### [DATASET RECORDS]
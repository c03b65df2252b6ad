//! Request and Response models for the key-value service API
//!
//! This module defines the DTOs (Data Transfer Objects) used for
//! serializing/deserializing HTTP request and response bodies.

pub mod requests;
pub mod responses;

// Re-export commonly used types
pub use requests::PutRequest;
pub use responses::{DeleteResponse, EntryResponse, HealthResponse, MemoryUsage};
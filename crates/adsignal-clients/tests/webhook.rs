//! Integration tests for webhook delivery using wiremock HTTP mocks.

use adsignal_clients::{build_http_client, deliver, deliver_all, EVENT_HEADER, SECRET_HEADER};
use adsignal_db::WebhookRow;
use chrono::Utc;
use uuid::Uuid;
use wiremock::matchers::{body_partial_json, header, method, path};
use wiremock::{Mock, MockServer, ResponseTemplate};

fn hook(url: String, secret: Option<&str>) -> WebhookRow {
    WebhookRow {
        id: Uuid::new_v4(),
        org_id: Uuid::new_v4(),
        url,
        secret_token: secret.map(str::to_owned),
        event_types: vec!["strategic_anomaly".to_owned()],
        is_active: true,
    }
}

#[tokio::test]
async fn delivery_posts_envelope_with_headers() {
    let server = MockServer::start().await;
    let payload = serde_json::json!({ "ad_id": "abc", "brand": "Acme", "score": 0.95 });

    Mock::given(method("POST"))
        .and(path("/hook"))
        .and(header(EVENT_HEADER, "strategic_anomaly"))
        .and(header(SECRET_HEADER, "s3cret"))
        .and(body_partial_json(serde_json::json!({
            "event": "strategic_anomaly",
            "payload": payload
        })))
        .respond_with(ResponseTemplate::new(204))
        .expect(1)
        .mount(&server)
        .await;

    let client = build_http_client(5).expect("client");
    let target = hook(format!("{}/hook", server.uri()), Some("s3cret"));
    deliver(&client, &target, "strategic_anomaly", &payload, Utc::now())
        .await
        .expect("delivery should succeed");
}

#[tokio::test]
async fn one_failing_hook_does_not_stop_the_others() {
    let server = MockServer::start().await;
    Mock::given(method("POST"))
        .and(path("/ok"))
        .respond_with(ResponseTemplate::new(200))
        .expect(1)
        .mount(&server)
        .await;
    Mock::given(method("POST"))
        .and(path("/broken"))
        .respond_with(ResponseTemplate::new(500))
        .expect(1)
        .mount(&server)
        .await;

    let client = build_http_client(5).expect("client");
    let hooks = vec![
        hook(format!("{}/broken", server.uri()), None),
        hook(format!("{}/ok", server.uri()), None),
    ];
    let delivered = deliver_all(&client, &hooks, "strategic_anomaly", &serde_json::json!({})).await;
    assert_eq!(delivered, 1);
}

==

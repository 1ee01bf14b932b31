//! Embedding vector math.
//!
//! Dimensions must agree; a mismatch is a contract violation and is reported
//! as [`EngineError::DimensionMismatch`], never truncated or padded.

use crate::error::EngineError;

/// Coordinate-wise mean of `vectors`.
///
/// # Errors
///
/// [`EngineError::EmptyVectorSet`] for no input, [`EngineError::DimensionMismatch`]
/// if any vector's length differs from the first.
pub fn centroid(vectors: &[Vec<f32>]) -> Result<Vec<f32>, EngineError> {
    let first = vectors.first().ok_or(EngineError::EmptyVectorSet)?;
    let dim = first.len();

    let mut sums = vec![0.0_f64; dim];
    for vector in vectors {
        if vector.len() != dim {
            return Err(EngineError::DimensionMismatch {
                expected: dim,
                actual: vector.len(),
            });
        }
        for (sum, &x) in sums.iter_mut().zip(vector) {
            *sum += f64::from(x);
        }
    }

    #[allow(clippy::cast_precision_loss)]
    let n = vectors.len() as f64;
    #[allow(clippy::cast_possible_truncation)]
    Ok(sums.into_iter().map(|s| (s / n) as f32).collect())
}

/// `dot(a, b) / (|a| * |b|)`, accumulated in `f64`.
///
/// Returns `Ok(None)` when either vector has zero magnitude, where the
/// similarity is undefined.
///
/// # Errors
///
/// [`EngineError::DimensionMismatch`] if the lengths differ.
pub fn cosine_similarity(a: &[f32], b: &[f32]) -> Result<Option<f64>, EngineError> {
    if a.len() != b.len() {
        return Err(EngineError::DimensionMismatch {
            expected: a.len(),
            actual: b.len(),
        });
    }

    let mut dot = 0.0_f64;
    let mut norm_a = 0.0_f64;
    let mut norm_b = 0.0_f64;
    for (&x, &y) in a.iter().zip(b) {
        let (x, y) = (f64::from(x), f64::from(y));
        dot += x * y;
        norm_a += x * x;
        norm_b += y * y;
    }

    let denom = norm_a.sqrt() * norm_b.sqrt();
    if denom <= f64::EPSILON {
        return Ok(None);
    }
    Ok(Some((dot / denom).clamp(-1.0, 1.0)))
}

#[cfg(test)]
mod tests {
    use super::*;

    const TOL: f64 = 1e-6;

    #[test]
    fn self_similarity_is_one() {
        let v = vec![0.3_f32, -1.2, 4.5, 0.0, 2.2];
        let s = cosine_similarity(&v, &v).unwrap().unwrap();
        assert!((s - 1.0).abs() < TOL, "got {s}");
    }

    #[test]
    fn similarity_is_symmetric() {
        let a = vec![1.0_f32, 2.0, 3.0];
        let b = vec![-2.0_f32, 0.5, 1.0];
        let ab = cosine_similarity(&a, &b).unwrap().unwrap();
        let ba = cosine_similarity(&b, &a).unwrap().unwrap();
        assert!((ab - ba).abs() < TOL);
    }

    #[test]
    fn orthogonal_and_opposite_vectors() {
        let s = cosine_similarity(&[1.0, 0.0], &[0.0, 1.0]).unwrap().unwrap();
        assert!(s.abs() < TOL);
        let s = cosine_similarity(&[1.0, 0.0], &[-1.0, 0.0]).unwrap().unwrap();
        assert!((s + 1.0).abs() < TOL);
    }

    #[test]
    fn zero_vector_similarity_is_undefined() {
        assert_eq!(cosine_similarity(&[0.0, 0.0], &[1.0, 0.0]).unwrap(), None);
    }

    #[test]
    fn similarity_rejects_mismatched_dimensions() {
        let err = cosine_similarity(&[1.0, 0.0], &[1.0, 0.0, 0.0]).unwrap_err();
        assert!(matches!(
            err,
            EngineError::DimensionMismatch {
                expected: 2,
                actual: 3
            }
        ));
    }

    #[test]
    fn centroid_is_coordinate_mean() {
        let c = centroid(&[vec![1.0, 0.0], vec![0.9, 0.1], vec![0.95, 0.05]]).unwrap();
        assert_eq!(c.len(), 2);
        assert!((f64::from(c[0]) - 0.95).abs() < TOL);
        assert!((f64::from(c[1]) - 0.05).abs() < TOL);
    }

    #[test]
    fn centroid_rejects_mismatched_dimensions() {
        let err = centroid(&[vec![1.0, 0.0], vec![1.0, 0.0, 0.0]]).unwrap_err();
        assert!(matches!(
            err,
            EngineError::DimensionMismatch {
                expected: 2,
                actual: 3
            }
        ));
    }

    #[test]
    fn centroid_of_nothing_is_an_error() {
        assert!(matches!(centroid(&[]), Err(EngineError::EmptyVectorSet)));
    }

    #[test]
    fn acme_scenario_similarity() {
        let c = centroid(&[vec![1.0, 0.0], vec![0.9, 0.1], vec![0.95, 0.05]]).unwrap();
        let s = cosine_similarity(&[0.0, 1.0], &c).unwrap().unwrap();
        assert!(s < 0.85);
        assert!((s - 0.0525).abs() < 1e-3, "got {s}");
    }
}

### [WHAT IS BEING ASKED]
Would you state how many lines of the data above hold the string "delivered"? Reply with the number alone.

### [ANSWER TO THIS PROBLEM]
2